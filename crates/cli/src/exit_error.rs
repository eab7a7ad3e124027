// SPDX-License-Identifier: BUSL-1.1
// Copyright (c) 2026 Alfred Jean LLC

//! Error carrying a process exit code.
//!
//! Commands return `ExitError` through `anyhow` and `main()` maps it to the
//! exit status. Anything else exits with [`ExitError::FAILURE`].

use std::fmt;

#[derive(Debug)]
pub struct ExitError {
    pub code: i32,
    pub message: String,
}

impl ExitError {
    pub const FAILURE: i32 = 1;
    /// Bad configuration or job definitions
    pub const INVALID: i32 = 2;

    pub fn new(code: i32, message: impl Into<String>) -> Self {
        Self { code, message: message.into() }
    }

    pub fn invalid(error: impl fmt::Display) -> Self {
        Self::new(Self::INVALID, error.to_string())
    }
}

impl fmt::Display for ExitError {
    fn fmt(&self, f: &mut fmt::Formatter<'_>) -> fmt::Result {
        f.write_str(&self.message)
    }
}

impl std::error::Error for ExitError {}

/// Exit code for an error returned from a command.
pub fn exit_code(error: &anyhow::Error) -> i32 {
    error.downcast_ref::<ExitError>().map_or(ExitError::FAILURE, |e| e.code)
}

*Brief:* Set down, exactly as they appear, the line holding "fn fmt(&self, f: &mut" and every line after it until the records end.

*Final answer:*
    fn fmt(&self, f: &mut fmt::Formatter<'_>) -> fmt::Result {
        f.write_str(&self.message)
    }
}

impl std::error::Error for ExitError {}

/// Exit code for an error returned from a command.
pub fn exit_code(error: &anyhow::Error) -> i32 {
    error.downcast_ref::<ExitError>().map_or(ExitError::FAILURE, |e| e.code)
}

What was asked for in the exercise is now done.